Bo Wen1, Li Ma, A. David Rodrigues, and Mingshe Zhu

Department of Pharmaceutical Candidate Optimization, Bristol-Myers Squibb, Princeton, New Jersey

Several new glutathione adducts (M3–M7) of trazodone were tentatively identified in human liver microsomal incubations using liquid chromatography-tandem mass spectrometry (LC/MS/MS). Following incubations with trazodone in the presence of glutathione, 1-(3'-chlorophenyl)piperazine (m-CPP), a major circulating and pharmacologically active metabolite of several antidepressants including trazodone, nefazodone, and etoperidone, was trapped with glutathione to afford the corresponding quinone imine-sulfydryl adducts M4 and M5. Two novel glutathione adducts of deschloro-m-CPP and deschloro-trazodone, M3 and M6, were also detected by tandem mass spectrometry.
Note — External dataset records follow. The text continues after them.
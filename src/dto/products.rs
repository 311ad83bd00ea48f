use serde::{Deserialize, Serialize};
use utoipa::ToSchema;

use crate::models::Product;

#[derive(Debug, Default, Deserialize, ToSchema)]
#[serde(rename_all = "camelCase")]
pub struct CreateProductRequest {
    pub name: Option<String>,
    pub description: Option<String>,
    pub price: Option<i64>,
    pub mrp: Option<i64>,
    pub stock: Option<i32>,
    pub sku: Option<String>,
    pub category: Option<String>,
    #[serde(default)]
    pub is_active: bool,
    #[serde(default)]
    pub is_featured: bool,
}

#[derive(Debug, Default, Deserialize, ToSchema)]
#[serde(rename_all = "camelCase")]
pub struct UpdateProductRequest {
    pub name: Option<String>,
    pub description: Option<String>,
    pub price: Option<i64>,
    pub mrp: Option<i64>,
    pub stock: Option<i32>,
    pub sku: Option<String>,
    pub category: Option<String>,
    pub is_active: Option<bool>,
    pub is_featured: Option<bool>,
}

#[derive(Debug, Serialize, ToSchema)]
#[serde(transparent)]
pub struct ProductList {
    #[schema(value_type = Vec<Product>)]
    pub items: Vec<Product>,
}
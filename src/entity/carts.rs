use sea_orm::entity::prelude::*;

#[derive(Clone, Debug, PartialEq, DeriveEntityModel)]
#[sea_orm(table_name = "carts")]
pub struct Model {
    #[sea_orm(primary_key, auto_increment = false)]
    pub id: Uuid,
    pub customer_id: Uuid,
    pub shop_id: Uuid,
    pub created_at: DateTimeWithTimeZone,
    pub updated_at: DateTimeWithTimeZone,
}

#[derive(Copy, Clone, Debug, EnumIter, DeriveRelation)]
pub enum Relation {
    #[sea_orm(has_many = "super::cart_items::Entity")]
    CartItems,
}

impl Related<super::cart_items::Entity> for Entity {
    fn to() -> RelationDef {
        Relation::CartItems.def()
    }
}

impl ActiveModelBehavior for ActiveModel {}
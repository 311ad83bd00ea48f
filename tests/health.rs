use cartlink_api::routes::health::health_check;

#[tokio::test]
async fn health_check_returns_ok() {
    let response = health_check().await;
    assert!(response.0.success);
    assert_eq!(response.0.message.as_deref(), Some("Health check"));

    let body = serde_json::to_value(&response.0).expect("serialize health");
    assert_eq!(body["data"]["status"], "ok");
    assert!(body.get("meta").is_some());
}

#[tokio::test]
async fn health_reports_service_identity() {
    let body = serde_json::to_value(&health_check().await.0).expect("serialize health");
    assert_eq!(body["data"]["service"], "cartlink-api");
    assert!(body["data"]["version"].is_string());
}
#[cfg(test)]
mod tests {
    use super::*;

    fn input(quantity: i64, price: i64) -> OrderProductInput {
        OrderProductInput {
            product_id: Some(Uuid::new_v4()),
            quantity: Some(quantity),
            price: Some(price),
            mrp: None,
        }
    }

    #[test]
    fn total_is_sum_of_price_times_quantity() {
        let lines = build_order_lines(&[input(2, 10), input(3, 5)]).unwrap();
        assert_eq!(order_total(&lines).unwrap(), 35);
    }

    #[test]
    fn mrp_defaults_to_price() {
        let mut with_mrp = input(1, 80);
        with_mrp.mrp = Some(100);
        let lines = build_order_lines(&[input(1, 50), with_mrp]).unwrap();

        assert_eq!(lines[0].mrp, 50);
        assert_eq!(lines[1].mrp, 100);
    }

    #[test]
    fn lines_missing_required_fields_are_rejected() {
        let mut no_price = input(1, 10);
        no_price.price = None;
        let mut no_product = input(1, 10);
        no_product.product_id = None;

        for bad in [no_price, no_product, input(0, 10), input(1, 0)] {
            let err = build_order_lines(&[bad]).unwrap_err();
            assert_eq!(
                err.to_string(),
                "Each product must have productId, quantity, and price"
            );
        }
    }

    #[test]
    fn total_overflow_is_a_validation_error() {
        let lines = build_order_lines(&[input(2, i64::MAX)]).unwrap();
        assert!(matches!(order_total(&lines), Err(AppError::BadRequest(_))));
    }

    #[test]
    fn delivery_otp_is_six_digits_in_range() {
        for _ in 0..1_000 {
            let otp = generate_delivery_otp();
            assert_eq!(otp.len(), 6);
            let value: u32 = otp.parse().unwrap();
            assert!((100_000..=999_999).contains(&value));
        }
    }

    #[test]
    fn partial_cancel_reduces_quantity_and_total() {
        let mut lines = build_order_lines(&[input(5, 10), input(1, 20)]).unwrap();
        let p1 = lines[0].product_id;

        let (index, remaining) = cancel_line_quantity(&mut lines, p1, Some(2)).unwrap();
        assert_eq!((index, remaining), (0, 3));
        assert_eq!(order_total(&lines).unwrap(), 50);
    }

    #[test]
    fn cancelling_whole_line_removes_it() {
        let mut lines = build_order_lines(&[input(5, 10), input(1, 20)]).unwrap();
        let p2 = lines[1].product_id;

        let (index, remaining) = cancel_line_quantity(&mut lines, p2, None).unwrap();
        assert_eq!((index, remaining), (1, 0));
        assert_eq!(lines.len(), 1);
        assert_eq!(order_total(&lines).unwrap(), 50);
    }

    #[test]
    fn cancel_quantity_out_of_range_is_rejected() {
        let mut lines = build_order_lines(&[input(2, 10)]).unwrap();
        let p1 = lines[0].product_id;

        assert!(cancel_line_quantity(&mut lines, p1, Some(3)).is_err());
        assert!(cancel_line_quantity(&mut lines, p1, Some(0)).is_err());
        assert!(matches!(
            cancel_line_quantity(&mut lines, Uuid::new_v4(), Some(1)),
            Err(AppError::NotFound(_))
        ));
        assert_eq!(lines[0].quantity, 2);
    }

    #[test]
    fn unconstrained_transitions_by_default() {
        // Default mode keeps the overwrite-anything behavior.
        assert!(ensure_transition(OrderStatus::Delivered, OrderStatus::Pending, false).is_ok());
        assert!(ensure_transition(OrderStatus::Cancelled, OrderStatus::Shipped, false).is_ok());
    }

    #[test]
    fn strict_mode_rejects_illegal_transitions() {
        let err =
            ensure_transition(OrderStatus::Delivered, OrderStatus::Pending, true).unwrap_err();
        assert_eq!(err.to_string(), "Cannot move order from delivered to pending");
        assert!(ensure_transition(OrderStatus::Pending, OrderStatus::Confirmed, true).is_ok());
    }
}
The identities of these m-CPP-derived glutathione adducts were further confirmed by LC/MS/MS analyses of microsomal incubations of m-CPP. To investigate the bioactivation mechanism, a regioisomer of m-CPP, 1-(4'-chlorophenyl)piperazine, was incubated in human liver microsomes. Blockage of bioactivation by 4'-chloro-substitution at least partially suggested that formation of m-CPP-derived glutathione adducts M3, M4, and M5 is mediated by a common quinone imine intermediate. A tentative pathway states that upon formation of the trazodone- and m-CPP-1',4'-quinone imine intermediates through initial 4'-hydroxylation, glutathione attacks at the chlorine position by an ipso substitution, resulting in 4'-hydroxy-3'-glutathion-deschloro-trazodone (M6) and 4'-hydroxy-3'-glutathion-deschloro-m-CPP (M3), respectively. In contrast to CYP3A4-dependent bioactivation of trazodone itself, formation of M4 was mediated specifically by CYP2D6, as evidenced by cDNA-expressed CYP2D6-catalyzing formation of M4 from m-CPP, strong inhibition of formation of M4 by quinidine, a specific CYP2D6 inhibitor, in both incubations of trazodone and m-CPP with human liver microsomes, and concentration-dependent inhibition of M4 formation by quinidine.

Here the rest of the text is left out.